Österreichs Wälder wachsen

Zum Tag des Waldes haben wir ein paar spannende Fakten für dich zusammengefasst:


Fast 48 % des österreichischen Staatsgebietes sind mit Wald bedeckt. Den höchsten Waldanteil gibt es in der Steiermark und in Kärnten. In den beiden Bundesländern sind jeweils mehr als 60 % der Landesfläche bewaldet

Österreichs Wald wächst jedes Jahr um 3.400 Hektar

Der Wald in Österreich wächst mehr, als Holz aus ihm entnommen wird. In den letzten 10 Jahren ist der Waldanteil durchschnittlich um 3.400 Hektar pro Jahr gewachsen, was einem jährlichen Zuwachs von 4762 Fußballfeldern entspricht. Die Gesamtwaldfläche beträgt dadurch erstmals über 4 Mio. Hektar.






BMNT/BFW

BMNT/BFW

In Österreichs Wäldern wachsen 65 Baumarten

80 Prozent der Baumarten sind Nadelbäume, 20 Prozent Laubbäume. Die Fichte ist mit einem Anteil von 61,4% Prozent die mit Abstand häufigste Baumart in Österreich. Zweithäufigster Baum ist mit die Buche. Der Anteil der Fichte nimmt zugunsten stabiler Mischwälder ab (in den letzten 30 Jahren flächenmäßig um 5 Prozent), Laubbäume nehmen zu.

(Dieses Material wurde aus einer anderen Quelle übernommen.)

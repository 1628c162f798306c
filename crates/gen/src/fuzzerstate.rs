use rand::{RngCore, SeedableRng};
use rand_chacha::ChaCha8Rng;
use rvdiff_core::INSTRUCTION_LEN;
use rvdiff_core::instruction::Instruction;

use crate::liveness::RegisterLiveness;
use crate::memstore::MemStoreState;
use crate::memview::MemoryView;
use crate::picker::PickerWeights;
use crate::privilege::PrivilegeState;

/// Everything known about one generated program while it is being built.
///
/// Instruction `i` of block `b` lives at `bb_start_addr_seq[b] + 4 * i`.
/// Block addresses are absolute; the memory view works on offsets from `mem_base`.
#[derive(Debug, Clone)]
pub struct FuzzerState {
    pub memsize: u64,
    pub mem_base: u64,
    pub is_design_64bit: bool,

    pub bb_start_addr_seq: Vec<u64>,
    pub instr_objs_seq: Vec<Vec<Instruction>>,

    pub final_bb_base_addr: u64,
    pub final_bb: Vec<Instruction>,

    pub ctxsv_bb_base_addr: u64,
    pub ctxsv_bb: Vec<Instruction>,
    pub ctxsv_size_upperbound: u64,

    pub memview_blacklist: MemoryView,
    pub memstorestate: MemStoreState,
    pub privilegestate: PrivilegeState,
    pub picker_weights: PickerWeights,
    pub liveness: RegisterLiveness,

    pub rng: ChaCha8Rng,
}

impl FuzzerState {
    #[must_use]
    pub fn new(memsize: u64, is_design_64bit: bool, seed: u64) -> Self {
        Self {
            memsize,
            mem_base: 0,
            is_design_64bit,
            bb_start_addr_seq: Vec::new(),
            instr_objs_seq: Vec::new(),
            final_bb_base_addr: 0,
            final_bb: Vec::new(),
            ctxsv_bb_base_addr: 0,
            ctxsv_bb: Vec::new(),
            ctxsv_size_upperbound: 0,
            memview_blacklist: MemoryView::new(memsize),
            memstorestate: MemStoreState::new(),
            privilegestate: PrivilegeState::new(),
            picker_weights: PickerWeights::default(),
            liveness: RegisterLiveness::new(),
            rng: ChaCha8Rng::seed_from_u64(seed),
        }
    }

    /// Absolute address of instruction `idx` in block `bb`.
    #[must_use]
    pub fn instr_addr(&self, bb: usize, idx: usize) -> u64 {
        self.bb_start_addr_seq[bb] + INSTRUCTION_LEN * idx as u64
    }

    /// Offset of an absolute address from the region start.
    #[must_use]
    pub fn offset_of(&self, addr: u64) -> u64 {
        addr - self.mem_base
    }

    pub fn push_block(&mut self, base: u64, instructions: Vec<Instruction>) {
        invariant!(base % INSTRUCTION_LEN == 0, "misaligned block at {base:#x}");

        self.bb_start_addr_seq.push(base);
        self.instr_objs_seq.push(instructions);
    }

    /// Every block with its base address: the ordinary blocks, then the context setter and
    /// the terminator.
    pub fn all_blocks(&self) -> impl Iterator<Item = (u64, &[Instruction])> {
        self.bb_start_addr_seq
            .iter()
            .copied()
            .zip(self.instr_objs_seq.iter().map(Vec::as_slice))
            .chain([
                (self.ctxsv_bb_base_addr, self.ctxsv_bb.as_slice()),
                (self.final_bb_base_addr, self.final_bb.as_slice()),
            ])
    }

    /// One past the last byte any block occupies, as a region offset.
    #[must_use]
    pub fn used_len(&self) -> u64 {
        let ctxsv_end = self.offset_of(self.ctxsv_bb_base_addr)
            + self.ctxsv_size_upperbound.max(INSTRUCTION_LEN * self.ctxsv_bb.len() as u64);

        self.all_blocks()
            .map(|(base, block)| self.offset_of(base) + INSTRUCTION_LEN * block.len() as u64)
            .chain([ctxsv_end])
            .max()
            .unwrap_or(0)
    }

    /// A `memsize`-byte buffer of random bytes from the instance RNG, for the encoder to
    /// overwrite with the program.
    pub fn random_region(&mut self) -> Vec<u8> {
        let mut region = vec![0; self.memsize as usize];
        self.rng.fill_bytes(&mut region);
        region
    }
}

Die wichtigsten Aufgaben des Waldes:

300.000 Menschen leben vom Wald in Österreich 

Der Produktionswert des Waldes liegt bei 12 Mrd. Euro und der durchschnittliche Exportüberschuss beträgt 3,5 Mrd. Euro. Insgesamt sind rund 172.000 Betriebe an dieser Wertschöpfung beteiligt, 300.000 Menschen beziehen ein Einkommen daraus.

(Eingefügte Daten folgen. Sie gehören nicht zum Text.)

/// Fills `state` with a runnable program.
///
/// # Errors
/// [`GenError::RegionTooLarge`] for regions past [`MAX_MEMSIZE`],
/// [`GenError::LayoutOverflow`] when the region cannot hold the code and a data slot,
/// or any error of the address picker and privilege descent.
pub fn populate(state: &mut FuzzerState, config: &BuilderConfig) -> Result<(), GenError> {
    if state.memsize > MAX_MEMSIZE {
        return Err(GenError::RegionTooLarge { memsize: state.memsize, max: MAX_MEMSIZE });
    }

    let mut builder = Builder { state, config, pending: Vec::new() };

    let ctxsv_base = builder.initial_block();
    let first_block = builder.context_setter(ctxsv_base)?;

    let mut cursor = first_block;
    for _ in 0..builder.config.n_blocks {
        cursor = builder.fuzzed_block(cursor)?;
    }

    builder.terminator(cursor)?;
    builder.place_memops()?;

    if tracing::enabled!(tracing::Level::TRACE) {
        for (base, block) in builder.state.all_blocks() {
            for (idx, instruction) in block.iter().enumerate() {
                let addr = base + INSTRUCTION_LEN * idx as u64;
                tracing::trace!("{addr:#010x}: {}", FmtInstruction::new(instruction));
            }
        }
    }

    Ok(())
}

Klimawandel und Klimaschutz 

Der heimische Wald ist eine tragende Säule für den Klimaschutz: Wälder und ihre Böden speichern rund 3,6 Mrd. Tonnen CO2 Äquivalente, das ist ca. das 40fache des jährlichen Ausstoßes in Österreich. Jeder Kubikmeter Holz speichert fast eine Tonne CO2.

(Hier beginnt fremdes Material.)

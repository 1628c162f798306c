use std::fs;
use std::path::PathBuf;

use anyhow::Context;
use clap::Parser;
use rayon::prelude::*;
use rvdiff::{EmitConfig, InstanceConfig, XLEN_VAR};
use rvdiff_elf::PostProcess;
use rvdiff_gen::builder::BuilderConfig;
use tracing_subscriber::EnvFilter;

fn parse_hex(s: &str) -> Result<u64, String> {
    let digits = s.strip_prefix("0x").or_else(|| s.strip_prefix("0X")).unwrap_or(s);
    u64::from_str_radix(&digits.replace('_', ""), 16).map_err(|e| format!("`{s}`: {e}"))
}

/// Generate RISC-V test programs for differential CPU fuzzing.
#[derive(Debug, Parser)]
#[command(version, about)]
struct Cli {
    /// Seed of the first instance; instance `i` uses `seed + i`
    #[arg(long, default_value_t = 0)]
    seed: u64,

    /// Number of programs to generate
    #[arg(long, default_value_t = 1)]
    count: u64,

    /// Worker threads, 0 for one per core
    #[arg(long, default_value_t = 0)]
    jobs: usize,

    /// Directory the ELF files are written to
    #[arg(long, default_value = ".")]
    out_dir: PathBuf,

    /// Size of the program region in bytes (hex)
    #[arg(long, value_parser = parse_hex, default_value = "0x10000")]
    memsize: u64,

    /// Random blocks per program
    #[arg(long, default_value_t = 8)]
    blocks: usize,

    /// Target a 64-bit design
    #[arg(long)]
    rv64: bool,

    /// Entry address (hex)
    #[arg(long, value_parser = parse_hex, default_value = "0x80000000")]
    entry: u64,

    /// Relocate `.text.init` to this address (hex)
    #[arg(long, value_parser = parse_hex)]
    section_addr: Option<u64>,

    /// Post-process with `riscv<xlen>-unknown-elf-objcopy` instead of in-process
    #[arg(long)]
    objcopy: bool,

    /// Width of the objcopy toolchain
    #[arg(long, env = XLEN_VAR, default_value_t = 64)]
    xlen: u32,
}

impl Cli {
    fn instance_config(&self) -> InstanceConfig {
        let post_process = match self.objcopy {
            true => PostProcess::Objcopy { xlen: self.xlen },
            false => PostProcess::Native,
        };

        InstanceConfig {
            memsize: self.memsize,
            is_64bit: self.rv64,
            entry_address: self.entry,
            section_address: self.section_addr,
            builder: BuilderConfig { n_blocks: self.blocks, ..BuilderConfig::default() },
            emit: EmitConfig { post_process },
        }
    }
}

fn main() -> anyhow::Result<()> {
    let cli = Cli::parse();

    tracing_subscriber::fmt()
        .with_env_filter(EnvFilter::try_from_default_env().unwrap_or_else(|_| EnvFilter::new("info")))
        .with_writer(std::io::stderr)
        .init();

    fs::create_dir_all(&cli.out_dir)
        .with_context(|| format!("failed to create `{}`", cli.out_dir.display()))?;

    let config = cli.instance_config();

    let pool = rayon::ThreadPoolBuilder::new()
        .num_threads(cli.jobs)
        .build()
        .context("failed to start worker pool")?;

    let failures: Vec<(u64, rvdiff::Error)> = pool.install(|| {
        (0..cli.count)
            .into_par_iter()
            .filter_map(|i| {
                let seed = cli.seed.wrapping_add(i);
                rvdiff::run_instance(seed, &cli.out_dir, &config).err().map(|e| (seed, e))
            })
            .collect()
    });

    let n_failed = failures.len();
    for (seed, e) in failures {
        tracing::error!(seed, "{:#}", anyhow::Error::from(e));
    }

    if n_failed > 0 {
        anyhow::bail!("{n_failed} of {} instances failed", cli.count);
    }

    Ok(())
}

Der Klimawandel stellt die heimischen Wälderaber  vor große Herausforderungen. Das Jahr 2018 war von einem starken Borkenkäferbefall geprägt. Laut Schätzungen wurden rund 4  Mio. Festmeter Holz beschädigt, was der höchste je verzeichnete Schaden ist. Ursache des hohen Schädlingsdrucks sind vor allem lange Trockenheitsperioden. Betroffen sind vor allem Fichtenbestände. Diese müssen im Anlassfall rasch geschlagen und aus dem Wald entfernt werden. Hierfür wurden im vergangenen Jahr umfangreiche Sofortprogramme beschlossen.

Schutz vor Naturgefahren 

Die heimischen Wälder spielen vor allem im alpinen Gebiet eine wichtige Rolle beim Schutz vor Naturgefahren. 800.000 Hektar des Waldbestandes gelten als Schutzwald und tragen damit zur Sicherung von Siedlungsgebieten bei. Im Rahmen der Wildbach- und Lawinenverbauung (WLV) stellt das BMNT Mittel bereit, um diese für Leib und Leben wichtigen Funktionen des Waldes bestmöglich sicherzustellen.